Monday, December 17, 2012

EXCERPT - THE CANCER HOLE - 12/16/12


NOW 12/16/12 Reflection
I'm feeling positive that I'll survive this bout with cancer. It's a sense that comes partly from the knowledge that I'm proactively engaged through diet, exercise, research and attitude. I'm not passively awaiting the next step from the medical community nor giving unquestioning credence to its methods.
There's also an intangible sense about the positive feeling, maybe akin to a "knowing," like a conversation with the body and its immune system, the efforts I've worked on to enhance it through exercise, diet, spinal column improvement and a mental and spiritual effort.
With that said, today is also the grieving and terribly sad day's aftermath from the massacre of 20 schoolchildren, six elementary school staff and the mother of the young mentally ill man who murdered them in Newtown, Connecticut with a semiautomatic assault rifle and killed himself with a pistol.
It seems incongruous to have a positive feeling about my situation following that. Hopefully responsible leaders will again ban the kind of assault weapon the young man used and as well take substantial and rapid steps to provide a far broader mental health care system and insurance coverage needed for such care.

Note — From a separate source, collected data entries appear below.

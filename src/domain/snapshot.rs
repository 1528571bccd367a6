// Normalized snapshot domain models
use serde::ser::SerializeMap;
use serde::{Serialize, Serializer};

pub const LIGHT_CATEGORIES: [&str; 2] = ["DARK", "BRIGHT"];
pub const SOIL_CATEGORIES: [&str; 2] = ["DRY", "WET"];
pub const ACTION_CATEGORIES: [&str; 3] = ["None", "Fan ON", "Watered"];

/// Placeholder used for a missing action or plant.
pub const NONE_LABEL: &str = "None";

pub const SOIL_WET: &str = "WET";

/// One sanitized observation.
#[derive(Debug, Clone, PartialEq, Serialize)]
#[serde(rename_all = "camelCase")]
pub struct Reading {
    pub time: String,
    pub temperature: Option<f64>,
    pub humidity: Option<f64>,
    pub light: Option<String>,
    pub soil: Option<String>,
    pub image_url: Option<String>,
    pub disease: Option<String>,
    pub action: String,
    pub plant: String,
    pub prompt: Option<String>,
    pub response: Option<String>,
}

impl Reading {
    pub fn is_soil_wet(&self) -> bool {
        self.soil.as_deref() == Some(SOIL_WET)
    }
}

/// Category label -> occurrence count, kept in first-seen order.
#[derive(Debug, Clone, Default, PartialEq)]
pub struct FrequencyTable {
    entries: Vec<(String, u32)>,
}

impl FrequencyTable {
    pub fn new() -> Self {
        Self::default()
    }

    /// Table pre-populated with zero counts so these keys always render.
    pub fn seeded(categories: &[&str]) -> Self {
        Self {
            entries: categories.iter().map(|c| (c.to_string(), 0)).collect(),
        }
    }

    pub fn increment(&mut self, category: &str) {
        match self.entries.iter_mut().find(|(name, _)| name == category) {
            Some((_, count)) => *count += 1,
            None => self.entries.push((category.to_string(), 1)),
        }
    }

    #[cfg(test)]
    pub fn get(&self, category: &str) -> Option<u32> {
        self.entries
            .iter()
            .find(|(name, _)| name == category)
            .map(|(_, count)| *count)
    }

    pub fn iter(&self) -> impl Iterator<Item = (&str, u32)> {
        self.entries.iter().map(|(name, count)| (name.as_str(), *count))
    }
}

impl Serialize for FrequencyTable {
    fn serialize<S: Serializer>(&self, serializer: S) -> Result<S::Ok, S::Error> {
        let mut map = serializer.serialize_map(Some(self.entries.len()))?;
        for (name, count) in &self.entries {
            map.serialize_entry(name, count)?;
        }
        map.end()
    }
}

/// Complete result of one ingestion cycle.
///
/// `labels`, `temperatures`, `humidities` and `soil_series` are aligned by
/// index with `readings`.
#[derive(Debug, Clone, PartialEq, Serialize)]
#[serde(rename_all = "camelCase")]
pub struct Snapshot {
    pub readings: Vec<Reading>,
    pub labels: Vec<String>,
    pub temperatures: Vec<Option<f64>>,
    pub humidities: Vec<Option<f64>>,
    pub soil_series: Vec<u8>,
    pub light: FrequencyTable,
    pub soil: FrequencyTable,
    pub actions: FrequencyTable,
    pub diseases: FrequencyTable,
    pub latest_prompt: Option<String>,
    pub latest_response: Option<String>,
}

impl Snapshot {
    pub fn reading_count(&self) -> usize {
        self.readings.len()
    }

    pub fn latest(&self) -> Option<&Reading> {
        self.readings.last()
    }
}

#[cfg(test)]
mod tests {
    use super::*;

    #[test]
    fn test_seeded_table_keeps_order_and_grows() {
        let mut table = FrequencyTable::seeded(&LIGHT_CATEGORIES);
        table.increment("BRIGHT");
        table.increment("DIM");
        table.increment("BRIGHT");

        let entries: Vec<_> = table.iter().collect();
        assert_eq!(entries, vec![("DARK", 0), ("BRIGHT", 2), ("DIM", 1)]);
    }

    #[test]
    fn test_table_serializes_as_ordered_map() {
        let mut table = FrequencyTable::seeded(&ACTION_CATEGORIES);
        table.increment("Watered");
        let json = serde_json::to_string(&table).unwrap();
        assert_eq!(json, r#"{"None":0,"Fan ON":0,"Watered":1}"#);
    }
}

That seems a faint hope given the polarization in government and among the people in this country. It seems faint, too, given what I've grown to understand from my years in journalism and the research I'm undertaking now.
Another twist in this day helped me to engage what I'm going through positively as well. Occasionally I've helped convene a group of churchgoers called "The Seekers" who question the mythology in Christian scripture yet want to yet find something meaningful in its language and faith expressions. To me, the recovery of the language of faith through the language of scripture is difficult because of the near impossibly of verifying the authenticity of what the person Jesus was reported to have said and accomplished. Yet Seeker members are not willing to give up on their faith in a divine presence that is beyond understanding but yet is applicable in creation and their lives. If this is so, then the question is how and to what extent.

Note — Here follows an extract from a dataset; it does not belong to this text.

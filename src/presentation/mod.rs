// Presentation layer - HTTP surface for dashboard consumers
pub mod app_state;
pub mod handlers;
pub mod sse;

I offered several books written by liberation theologians who speak of a God and a Christ who offers a special option for the oppressed, downtrodden, poor, disenfranchised, broken-hearted, who lives in them because of the special option. It is a way they recover the language of scripture to give them hope in their struggle.

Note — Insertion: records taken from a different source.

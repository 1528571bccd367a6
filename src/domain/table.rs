// Sorting and filtering for the readings table
use super::snapshot::Reading;
use serde::Deserialize;
use std::cmp::Ordering;

#[derive(Debug, Clone, Copy, PartialEq, Eq, Deserialize)]
#[serde(rename_all = "lowercase")]
pub enum SortField {
    #[serde(alias = "temperature")]
    Temp,
    #[serde(alias = "humidity")]
    Hum,
}

#[derive(Debug, Clone, Copy, Default, PartialEq, Eq, Deserialize)]
#[serde(rename_all = "lowercase")]
pub enum SortOrder {
    #[default]
    Asc,
    Desc,
}

#[derive(Debug, Clone, Default, Deserialize)]
pub struct TableQuery {
    pub sort: Option<SortField>,
    #[serde(default)]
    pub order: SortOrder,
    pub light: Option<String>,
    pub soil: Option<String>,
}

impl TableQuery {
    fn matches(&self, reading: &Reading) -> bool {
        let light_ok = self
            .light
            .as_deref()
            .is_none_or(|l| reading.light.as_deref() == Some(l));
        let soil_ok = self
            .soil
            .as_deref()
            .is_none_or(|s| reading.soil.as_deref() == Some(s));
        light_ok && soil_ok
    }

    /// Filters then sorts. Absent numbers sort as 0; ties keep arrival order.
    pub fn apply<'a>(&self, readings: &'a [Reading]) -> Vec<&'a Reading> {
        let mut rows: Vec<&Reading> = readings.iter().filter(|r| self.matches(r)).collect();

        if let Some(field) = self.sort {
            let key = |r: &Reading| match field {
                SortField::Temp => r.temperature.unwrap_or(0.0),
                SortField::Hum => r.humidity.unwrap_or(0.0),
            };
            rows.sort_by(|a, b| {
                let ord = key(a).partial_cmp(&key(b)).unwrap_or(Ordering::Equal);
                match self.order {
                    SortOrder::Asc => ord,
                    SortOrder::Desc => ord.reverse(),
                }
            });
        }

        rows
    }
}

We also spoke of what is considered the misuse of this language by preachers, churchgoers and politicians who absurdly claim the murder of the 20 children resulted from the banning of prayer in schools. In fact, it's not banned. What is prohibited are school-sponsored rites to prevent partiality toward one religion over another.
The conversation with this group energized my positive sense about my situation as well.
An afterthought:
The mystery is enigmatic ... an inscrutable that theologians try to name, offer attributes and dogmas for, and claim as their unique religious province ...
Said one theologian to me once: "You cannot appeal to mystery." Me, a theologian, thought: "You cannot name the unnamable." It's a matter of respect for the limits of human understanding.
Yet, I want to assume it has something to do with the grace of the humanitarian impulse that guides human-rights and social-justice efforts, a within that is also beyond.